Se ci poniamo in questa prospettiva allora si comincia a comprendere che il problema oggi della Chiesa non è come fare in modo di avvicinare alla comunione chi vive situazioni irregolari, ma capire anzitutto cos’è l’Eucarestia e cosa significa accostarsi alla comunione. Per tutti: basta osservare il modo sciatto e distratto in cui viene vissuto il momento della comunione nella stragrande maggioranza delle nostre chiese per capire che il problema sta qui.
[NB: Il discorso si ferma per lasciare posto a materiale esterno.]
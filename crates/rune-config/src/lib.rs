//! Rune flip configuration
//!
//! Loads process-wide animation settings from `rune.toml`, with environment
//! variables taking precedence over file values.

use serde::{Deserialize, Serialize};
use std::path::{Path, PathBuf};
use thiserror::Error;

/// Errors from reading a configuration file.
#[derive(Debug, Error)]
pub enum ConfigError {
    #[error("failed to read config file {path}: {source}")]
    Io {
        path: PathBuf,
        #[source]
        source: std::io::Error,
    },
    #[error("failed to parse config file {path}: {source}")]
    Parse {
        path: PathBuf,
        #[source]
        source: toml::de::Error,
    },
}

/// Main configuration structure
#[derive(Debug, Clone, Serialize, Deserialize, Default, PartialEq)]
#[serde(default)]
pub struct RuneConfig {
    /// Layout animation settings
    pub flip: FlipSettings,
    /// Log output settings
    pub logging: LoggingConfig,
}

/// Global layout animation settings
#[derive(Debug, Clone, Serialize, Deserialize, PartialEq)]
#[serde(default)]
pub struct FlipSettings {
    /// Master switch; when false animations complete instantly
    pub enabled: bool,
    /// Total duration the per-phase defaults are derived from
    pub duration_ms: f64,
    /// Speed multiplier handed to the native timeline
    pub playback_rate: f64,
}

impl FlipSettings {
    pub const DEFAULT_DURATION_MS: f64 = 300.0;
}

impl Default for FlipSettings {
    fn default() -> Self {
        Self {
            enabled: true,
            duration_ms: Self::DEFAULT_DURATION_MS,
            playback_rate: 1.0,
        }
    }
}

/// Log output configuration
#[derive(Debug, Clone, Serialize, Deserialize, PartialEq)]
#[serde(default)]
pub struct LoggingConfig {
    /// `tracing-subscriber` filter directive, e.g. `rune_flip=debug`
    pub filter: String,
}

impl Default for LoggingConfig {
    fn default() -> Self {
        Self {
            filter: "info".to_string(),
        }
    }
}

fn env_flag(val: &str) -> bool {
    val == "1" || val.eq_ignore_ascii_case("true")
}

impl RuneConfig {
    /// Load configuration from a TOML file
    pub fn load_from_file<P: AsRef<Path>>(path: P) -> Result<Self, ConfigError> {
        let path = path.as_ref();
        let content = std::fs::read_to_string(path).map_err(|source| ConfigError::Io {
            path: path.to_path_buf(),
            source,
        })?;

        toml::from_str(&content).map_err(|source| ConfigError::Parse {
            path: path.to_path_buf(),
            source,
        })
    }

    /// Load configuration from the default location (rune.toml in the current directory)
    /// or return default configuration if the file is missing or invalid
    pub fn load_or_default() -> Self {
        match Self::load_from_file("rune.toml") {
            Ok(config) => config,
            Err(ConfigError::Io { .. }) => Self::default(),
            Err(err) => {
                tracing::warn!(error = %err, "ignoring rune.toml");
                Self::default()
            }
        }
    }

    /// Merge configuration with environment variables
    ///
    /// Environment variables take precedence over configuration file values.
    /// Values that fail to parse are ignored.
    pub fn merge_with_env(&mut self) {
        if let Ok(val) = std::env::var("RUNE_FLIP_DISABLED") {
            self.flip.enabled = !env_flag(&val);
        }
        if let Ok(val) = std::env::var("RUNE_FLIP_DURATION_MS") {
            match val.parse::<f64>() {
                Ok(ms) if ms.is_finite() && ms >= 0.0 => self.flip.duration_ms = ms,
                _ => tracing::debug!(value = %val, "invalid RUNE_FLIP_DURATION_MS"),
            }
        }
        if let Ok(val) = std::env::var("RUNE_FLIP_PLAYBACK_RATE") {
            match val.parse::<f64>() {
                Ok(rate) if rate.is_finite() && rate > 0.0 => self.flip.playback_rate = rate,
                _ => tracing::debug!(value = %val, "invalid RUNE_FLIP_PLAYBACK_RATE"),
            }
        }
        if let Ok(filter) = std::env::var("RUNE_LOG") {
            self.logging.filter = filter;
        }
    }

    /// Load configuration with environment variable overrides
    ///
    /// 1. Load from rune.toml (or use defaults if not found)
    /// 2. Override with environment variables if present
    pub fn load() -> Self {
        let mut config = Self::load_or_default();
        config.merge_with_env();
        config
    }
}
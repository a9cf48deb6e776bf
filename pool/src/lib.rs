pub mod banscore;
pub mod config;
pub mod error;
pub mod jobs;
pub mod metrics;
pub mod stratum;
pub mod upstream;
pub mod vardiff;
use prometheus::core::Collector;
use prometheus::{Encoder, IntCounter, IntGauge, TextEncoder};
use std::sync::OnceLock;

static ACCEPTED: OnceLock<IntCounter> = OnceLock::new();
static REJECTED: OnceLock<IntCounter> = OnceLock::new();
static DUPLICATES: OnceLock<IntCounter> = OnceLock::new();
static BANS: OnceLock<IntCounter> = OnceLock::new();
static VARDIFF_RETARGETS: OnceLock<IntCounter> = OnceLock::new();
static JOB_BROADCASTS: OnceLock<IntCounter> = OnceLock::new();
static HTTP_PROBES: OnceLock<IntCounter> = OnceLock::new();
static BLOCKS_FOUND: OnceLock<IntCounter> = OnceLock::new();
static BLOCK_SUBMIT_REJECTED: OnceLock<IntCounter> = OnceLock::new();
static RPC_REQUESTS: OnceLock<IntCounter> = OnceLock::new();
static RPC_ERRORS: OnceLock<IntCounter> = OnceLock::new();
static TEMPLATE_UPDATES: OnceLock<IntCounter> = OnceLock::new();
static TEMPLATE_FETCH_ERRORS: OnceLock<IntCounter> = OnceLock::new();

static ACTIVE_CONNECTIONS: OnceLock<IntGauge> = OnceLock::new();

fn accepted() -> &'static IntCounter {
    ACCEPTED.get_or_init(|| {
        IntCounter::new("shares_accepted_total", "Total accepted shares").unwrap()
    })
}

fn rejected() -> &'static IntCounter {
    REJECTED.get_or_init(|| {
        IntCounter::new("shares_rejected_total", "Total rejected shares").unwrap()
    })
}

fn duplicates() -> &'static IntCounter {
    DUPLICATES.get_or_init(|| {
        IntCounter::new("shares_duplicate_total", "Total duplicate shares").unwrap()
    })
}

fn bans() -> &'static IntCounter {
    BANS.get_or_init(|| {
        IntCounter::new("connections_banned_total", "Connections banned by score").unwrap()
    })
}

fn vardiff_retargets() -> &'static IntCounter {
    VARDIFF_RETARGETS.get_or_init(|| {
        IntCounter::new("vardiff_retargets_total", "Total vardiff retargets staged").unwrap()
    })
}

fn job_broadcasts() -> &'static IntCounter {
    JOB_BROADCASTS.get_or_init(|| {
        IntCounter::new("job_broadcasts_total", "Total job broadcasts").unwrap()
    })
}

fn http_probes() -> &'static IntCounter {
    HTTP_PROBES.get_or_init(|| {
        IntCounter::new(
            "http_probes_redirected_total",
            "HTTP requests redirected off the stratum port",
        )
        .unwrap()
    })
}

fn blocks_found() -> &'static IntCounter {
    BLOCKS_FOUND.get_or_init(|| {
        IntCounter::new("blocks_found_total", "Blocks accepted upstream").unwrap()
    })
}

fn block_submit_rejected() -> &'static IntCounter {
    BLOCK_SUBMIT_REJECTED.get_or_init(|| {
        IntCounter::new(
            "block_submit_rejected_total",
            "Winning proofs the upstream node rejected",
        )
        .unwrap()
    })
}

fn rpc_requests() -> &'static IntCounter {
    RPC_REQUESTS.get_or_init(|| {
        IntCounter::new("rpc_requests_total", "Upstream RPC requests").unwrap()
    })
}

fn rpc_errors() -> &'static IntCounter {
    RPC_ERRORS.get_or_init(|| IntCounter::new("rpc_errors_total", "Upstream RPC errors").unwrap())
}

fn template_updates() -> &'static IntCounter {
    TEMPLATE_UPDATES.get_or_init(|| {
        IntCounter::new("template_updates_total", "New work templates adopted").unwrap()
    })
}

fn template_fetch_errors() -> &'static IntCounter {
    TEMPLATE_FETCH_ERRORS.get_or_init(|| {
        IntCounter::new("template_fetch_errors_total", "Failed template fetches").unwrap()
    })
}

fn active_connections() -> &'static IntGauge {
    ACTIVE_CONNECTIONS.get_or_init(|| {
        IntGauge::new("active_connections", "Currently connected miners").unwrap()
    })
}

pub fn inc_accepted() {
    accepted().inc();
}

pub fn inc_rejected() {
    rejected().inc();
}

pub fn inc_duplicates() {
    duplicates().inc();
}

pub fn inc_bans() {
    bans().inc();
}

pub fn inc_vardiff_retarget() {
    vardiff_retargets().inc();
}

pub fn inc_job_broadcasts() {
    job_broadcasts().inc();
}

pub fn inc_http_probes() {
    http_probes().inc();
}

pub fn inc_blocks_found() {
    blocks_found().inc();
}

pub fn inc_block_submit_rejected() {
    block_submit_rejected().inc();
}

pub fn inc_rpc_requests() {
    rpc_requests().inc();
}

pub fn inc_rpc_errors() {
    rpc_errors().inc();
}

pub fn inc_template_updates() {
    template_updates().inc();
}

pub fn inc_template_fetch_errors() {
    template_fetch_errors().inc();
}

pub fn inc_connections() {
    active_connections().inc();
}

pub fn dec_connections() {
    active_connections().dec();
}

pub fn render() -> String {
    let enc = TextEncoder::new();
    let mut mfs = Vec::new();

    mfs.extend(accepted().collect());
    mfs.extend(rejected().collect());
    mfs.extend(duplicates().collect());
    mfs.extend(bans().collect());
    mfs.extend(vardiff_retargets().collect());
    mfs.extend(job_broadcasts().collect());
    mfs.extend(http_probes().collect());
    mfs.extend(blocks_found().collect());
    mfs.extend(block_submit_rejected().collect());
    mfs.extend(rpc_requests().collect());
    mfs.extend(rpc_errors().collect());
    mfs.extend(template_updates().collect());
    mfs.extend(template_fetch_errors().collect());
    mfs.extend(active_connections().collect());

    let mut buf = Vec::new();
    let _ = enc.encode(&mfs, &mut buf);
    String::from_utf8_lossy(&buf).to_string()
}

#[cfg(test)]
mod tests {
    use super::*;

    #[test]
    fn render_includes_counters() {
        inc_accepted();
        inc_duplicates();
        let out = render();
        assert!(out.contains("shares_accepted_total"));
        assert!(out.contains("shares_duplicate_total"));
        assert!(out.contains("active_connections"));
    }
}
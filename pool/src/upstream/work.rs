use anyhow::{anyhow, Result};
use async_trait::async_trait;
use serde::Deserialize;
use serde_json::Value;
use std::sync::atomic::{AtomicU32, Ordering};
use std::sync::Arc;
use std::time::{Duration, SystemTime, UNIX_EPOCH};
use tokio::sync::RwLock;
use tokio::time;

use vetra_core::hash::{self, Hash};
use vetra_core::work::{CommitOutcome, Proof, TemplateTx, WorkSource};

use super::node::NodeClient;
use crate::metrics::prometheus as metrics;
use crate::stratum::StratumServer;

/// Raw template shape returned by the node RPC.
#[derive(Debug, Clone, Deserialize)]
pub struct WorkTemplate {
    pub prev_hash: String,
    pub coinbase1: String,
    pub coinbase2: String,
    #[serde(default)]
    pub merkle_branch: Vec<String>,
    pub tree_root: String,
    pub filter_root: String,
    pub reserved_root: String,
    pub version: u32,
    pub bits: u32,
    pub time: u32,
    pub target: String,
    pub difficulty: u64,
    #[serde(default)]
    pub transactions: Vec<String>,
    #[serde(default)]
    pub clean_only: bool,
}

/// One node template wrapped as a `WorkSource`.
///
/// All hex is normalized to lowercase at construction; `time` is the only
/// mutable piece and rolls forward on `refresh`.
pub struct ChainWork {
    template: WorkTemplate,
    target: Hash,
    txs: Vec<TemplateTx>,
    time: AtomicU32,
    node: Arc<NodeClient>,
}

impl ChainWork {
    pub fn from_value(value: &Value, node: Arc<NodeClient>) -> Result<Self> {
        let mut template: WorkTemplate = serde_json::from_value(value.clone())
            .map_err(|e| anyhow!("malformed work template: {e}"))?;

        template.prev_hash = template.prev_hash.to_lowercase();
        template.coinbase1 = template.coinbase1.to_lowercase();
        template.coinbase2 = template.coinbase2.to_lowercase();
        template.tree_root = template.tree_root.to_lowercase();
        template.filter_root = template.filter_root.to_lowercase();
        template.reserved_root = template.reserved_root.to_lowercase();
        template.target = template.target.to_lowercase();
        for step in &mut template.merkle_branch {
            *step = step.to_lowercase();
        }

        let target = hash::from_hex(&template.target)
            .ok_or_else(|| anyhow!("template target is not 32 hex bytes"))?;

        let txs = template
            .transactions
            .iter()
            .map(|txid| {
                hash::from_hex(&txid.to_lowercase())
                    .map(TemplateTx::new)
                    .ok_or_else(|| anyhow!("template txid is not 32 hex bytes"))
            })
            .collect::<Result<Vec<_>>>()?;

        let time = AtomicU32::new(template.time);
        Ok(Self {
            template,
            target,
            txs,
            time,
            node,
        })
    }

    /// Header preimage for one nonce tuple: the fixed template fields plus
    /// the rolled time and the three nonce fragments. None on bad hex.
    fn header_blob(&self, nonce1: &str, nonce2: &str, time: &str, nonce: &str) -> Option<Vec<u8>> {
        if time.len() != 8 {
            return None;
        }
        let mut blob = Vec::with_capacity(160);
        blob.extend_from_slice(&self.template.version.to_be_bytes());
        blob.extend(hex::decode(&self.template.prev_hash).ok()?);
        blob.extend(hex::decode(&self.template.tree_root).ok()?);
        blob.extend(hex::decode(&self.template.filter_root).ok()?);
        blob.extend(hex::decode(&self.template.reserved_root).ok()?);
        blob.extend_from_slice(&self.template.bits.to_be_bytes());
        blob.extend(hex::decode(time).ok()?);
        blob.extend(hex::decode(nonce1).ok()?);
        blob.extend(hex::decode(nonce2).ok()?);
        blob.extend(hex::decode(nonce).ok()?);
        Some(blob)
    }
}

#[async_trait]
impl WorkSource for ChainWork {
    /// Roll the template time forward so long-lived jobs stay mineable.
    async fn refresh(&self) -> Result<()> {
        let now = SystemTime::now()
            .duration_since(UNIX_EPOCH)
            .map_err(|e| anyhow!("clock before epoch: {e}"))?
            .as_secs() as u32;
        self.time.fetch_max(now, Ordering::Relaxed);
        Ok(())
    }

    fn target(&self) -> Result<Hash> {
        Ok(self.target)
    }

    fn difficulty(&self) -> u64 {
        self.template.difficulty.max(1)
    }

    fn prev_hash(&self) -> &str {
        &self.template.prev_hash
    }

    fn coinbase_halves(&self) -> (&str, &str) {
        (&self.template.coinbase1, &self.template.coinbase2)
    }

    fn merkle_branch(&self) -> &[String] {
        &self.template.merkle_branch
    }

    fn tree_root(&self) -> &str {
        &self.template.tree_root
    }

    fn filter_root(&self) -> &str {
        &self.template.filter_root
    }

    fn reserved_root(&self) -> &str {
        &self.template.reserved_root
    }

    fn version(&self) -> u32 {
        self.template.version
    }

    fn bits(&self) -> u32 {
        self.template.bits
    }

    fn time(&self) -> u32 {
        self.time.load(Ordering::Relaxed)
    }

    fn transactions(&self) -> &[TemplateTx] {
        &self.txs
    }

    fn leaf_hash(&self, txid: &Hash) -> Hash {
        hash::leaf_hash(txid)
    }

    fn get_proof(&self, nonce1: &str, nonce2: &str, time: &str, nonce: &str) -> Option<Proof> {
        let blob = self.header_blob(nonce1, nonce2, time, nonce)?;
        Some(Proof {
            hash: hash::header_hash(&blob),
            nonce1: nonce1.to_string(),
            nonce2: nonce2.to_string(),
            time: time.to_string(),
            nonce: nonce.to_string(),
        })
    }

    async fn commit(&self, proof: &Proof) -> Result<CommitOutcome> {
        let blob = self
            .header_blob(&proof.nonce1, &proof.nonce2, &proof.time, &proof.nonce)
            .ok_or_else(|| anyhow!("proof no longer assembles a header"))?;
        match self.node.submit_work(&hex::encode(blob)).await? {
            true => Ok(CommitOutcome::Accepted {
                block_hash: hash::to_hex(&proof.hash),
            }),
            false => Ok(CommitOutcome::Rejected {
                reason: "node rejected the block".to_string(),
            }),
        }
    }

    fn clean_only(&self) -> bool {
        self.template.clean_only
    }
}

/// Polls the node for templates and feeds new ones to the stratum server.
pub struct WorkManager {
    node: Arc<NodeClient>,
    poll_interval: Duration,
    current: RwLock<Option<Arc<ChainWork>>>,
}

impl WorkManager {
    pub fn new(node: Arc<NodeClient>, poll_interval: Duration) -> Self {
        tracing::info!(
            "work manager polling every {}s",
            poll_interval.as_secs()
        );
        Self {
            node,
            poll_interval,
            current: RwLock::new(None),
        }
    }

    pub async fn current(&self) -> Option<Arc<ChainWork>> {
        self.current.read().await.clone()
    }

    /// Spawn the poll loop. Each new template becomes a clean job broadcast;
    /// unchanged templates just get their time rolled forward.
    pub async fn start(self: Arc<Self>, server: Arc<StratumServer>) {
        let manager = Arc::clone(&self);
        tokio::spawn(async move {
            let mut ticker = time::interval(manager.poll_interval);
            loop {
                ticker.tick().await;
                match manager.node.get_work_template().await {
                    Ok(value) => {
                        if let Err(e) = manager.adopt(&value, &server).await {
                            metrics::inc_template_fetch_errors();
                            tracing::error!("template rejected: {e}");
                        }
                    }
                    Err(e) => {
                        metrics::inc_template_fetch_errors();
                        tracing::error!("template fetch failed: {e}");
                    }
                }
            }
        });
    }

    async fn adopt(&self, value: &Value, server: &Arc<StratumServer>) -> Result<()> {
        let changed = {
            let current = self.current.read().await;
            let incoming_prev = value
                .get("prev_hash")
                .and_then(|v| v.as_str())
                .unwrap_or("")
                .to_lowercase();
            match current.as_ref() {
                Some(work) => work.prev_hash() != incoming_prev,
                None => true,
            }
        };

        if !changed {
            if let Some(work) = self.current().await {
                work.refresh().await?;
            }
            return Ok(());
        }

        let work = Arc::new(ChainWork::from_value(value, self.node.clone())?);
        tracing::info!(
            "📋 new work template: prev={} difficulty={}",
            &work.prev_hash()[..work.prev_hash().len().min(16)],
            work.difficulty()
        );
        metrics::inc_template_updates();

        *self.current.write().await = Some(work.clone());
        let source: Arc<dyn WorkSource> = work;
        server.submit_work(source, true).await?;
        Ok(())
    }
}

#[cfg(test)]
mod tests {
    use super::*;
    use serde_json::json;

    fn template_value() -> Value {
        json!({
            "prev_hash": "AA".repeat(32),
            "coinbase1": "01AB",
            "coinbase2": "02CD",
            "merkle_branch": ["BB".repeat(32)],
            "tree_root": "CC".repeat(32),
            "filter_root": "DD".repeat(32),
            "reserved_root": "EE".repeat(32),
            "version": 2,
            "bits": 0x1d00ffffu32,
            "time": 0x65000000u32,
            "target": "00000fff".to_string() + &"ff".repeat(28),
            "difficulty": 4096,
            "transactions": ["12".repeat(32), "34".repeat(32)],
        })
    }

    fn node() -> Arc<NodeClient> {
        Arc::new(NodeClient::new("http://127.0.0.1:1/jsonrpc".to_string()))
    }

    #[test]
    fn template_parses_and_normalizes() {
        let work = ChainWork::from_value(&template_value(), node()).unwrap();
        assert_eq!(work.prev_hash(), "aa".repeat(32));
        assert_eq!(work.coinbase_halves().0, "01ab");
        assert_eq!(work.merkle_branch(), ["bb".repeat(32)]);
        assert_eq!(work.difficulty(), 4096);
        assert_eq!(work.transactions().len(), 2);
        assert_eq!(work.time(), 0x65000000);
        let target = work.target().unwrap();
        assert_eq!(target[0], 0x00);
        assert_eq!(target[3], 0xff);
    }

    #[test]
    fn bad_target_is_refused() {
        let mut value = template_value();
        value["target"] = json!("nothex");
        assert!(ChainWork::from_value(&value, node()).is_err());

        let mut value = template_value();
        value["target"] = json!("abcd");
        assert!(ChainWork::from_value(&value, node()).is_err());
    }

    #[test]
    fn proofs_are_deterministic_and_nonce_sensitive() {
        let work = ChainWork::from_value(&template_value(), node()).unwrap();
        let a = work
            .get_proof("00000001", "00112233", "65000000", "deadbeef")
            .unwrap();
        let b = work
            .get_proof("00000001", "00112233", "65000000", "deadbeef")
            .unwrap();
        let c = work
            .get_proof("00000001", "00112233", "65000000", "deadbeee")
            .unwrap();
        assert_eq!(a.hash, b.hash);
        assert_ne!(a.hash, c.hash);
    }

    #[test]
    fn malformed_nonces_produce_no_proof() {
        let work = ChainWork::from_value(&template_value(), node()).unwrap();
        assert!(work.get_proof("zz", "00112233", "65000000", "00").is_none());
        assert!(work.get_proof("00000001", "00112233", "650000", "00").is_none());
    }

    #[tokio::test]
    async fn refresh_rolls_time_forward_only() {
        let work = ChainWork::from_value(&template_value(), node()).unwrap();
        let before = work.time();
        work.refresh().await.unwrap();
        assert!(work.time() >= before);
    }

    #[tokio::test]
    async fn manager_starts_with_no_template() {
        let manager = WorkManager::new(node(), Duration::from_secs(10));
        assert!(manager.current().await.is_none());
    }
}
/// The work-source seam.
///
/// The Stratum engine never constructs headers or computes proof-of-work
/// hashes itself; it consumes one unit of upstream work through this trait
/// and hands winning proofs back through `commit`.
use anyhow::Result;
use async_trait::async_trait;

use crate::hash::Hash;

/// One coinbase-adjacent transaction carried by a work template.
#[derive(Debug, Clone, PartialEq, Eq)]
pub struct TemplateTx {
    txid: Hash,
}

impl TemplateTx {
    pub fn new(txid: Hash) -> Self {
        Self { txid }
    }

    pub fn txid(&self) -> &Hash {
        &self.txid
    }
}

/// A proof-of-work evaluation for one nonce tuple.
#[derive(Debug, Clone, PartialEq, Eq)]
pub struct Proof {
    /// Digest of the assembled header.
    pub hash: Hash,
    /// The tuple that produced it, kept for the commit path.
    pub nonce1: String,
    pub nonce2: String,
    pub time: String,
    pub nonce: String,
}

/// Outcome of committing a winning proof upstream.
#[derive(Debug, Clone, PartialEq, Eq)]
pub enum CommitOutcome {
    Accepted { block_hash: String },
    Rejected { reason: String },
}

#[async_trait]
pub trait WorkSource: Send + Sync {
    /// Revalidate / re-stamp the underlying template (e.g. roll its time
    /// forward) without replacing it.
    async fn refresh(&self) -> Result<()>;

    /// Full network target for this work unit. Errors when the template
    /// cannot produce one.
    fn target(&self) -> Result<Hash>;

    /// Network difficulty for this work unit.
    fn difficulty(&self) -> u64;

    fn prev_hash(&self) -> &str;

    /// Coinbase serialization split around the extranonce insertion point.
    fn coinbase_halves(&self) -> (&str, &str);

    /// Precomputed merkle steps from the coinbase up to the root.
    fn merkle_branch(&self) -> &[String];

    fn tree_root(&self) -> &str;
    fn filter_root(&self) -> &str;
    fn reserved_root(&self) -> &str;

    fn version(&self) -> u32;
    fn bits(&self) -> u32;
    fn time(&self) -> u32;

    /// Coinbase-adjacent transactions whose leaf hashes the job
    /// advertisement carries.
    fn transactions(&self) -> &[TemplateTx];

    /// Leaf-hash function of this work source's hash collaborator.
    fn leaf_hash(&self, txid: &Hash) -> Hash;

    /// Evaluate one nonce tuple. None when the tuple cannot form a header
    /// (bad hex, wrong widths); callers treat that as a failed proof.
    fn get_proof(&self, nonce1: &str, nonce2: &str, time: &str, nonce: &str) -> Option<Proof>;

    /// Hand a winning proof back to the chain.
    async fn commit(&self, proof: &Proof) -> Result<CommitOutcome>;

    /// When true, shares against this work are only valid while it is the
    /// current job; superseded copies must be discarded.
    fn clean_only(&self) -> bool {
        false
    }
}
E se la cosa più importante è imparare come si può crescere nell’amore di Dio e santificarci anche nelle situazioni più difficili, allora in questo Sinodo sono mancate testimonianze concrete, esempi visibili a cui tutte le coppie possono guardare, regolari e irregolari. E – almeno a quanto letto nelle sintesi – sono mancate indicazioni chiare sul come, nell’attuale situazione delle famiglie, percorrere con sicurezza la strada che porta al compimento del nostro destino. È questa la vera pastorale che vorremmo sentire.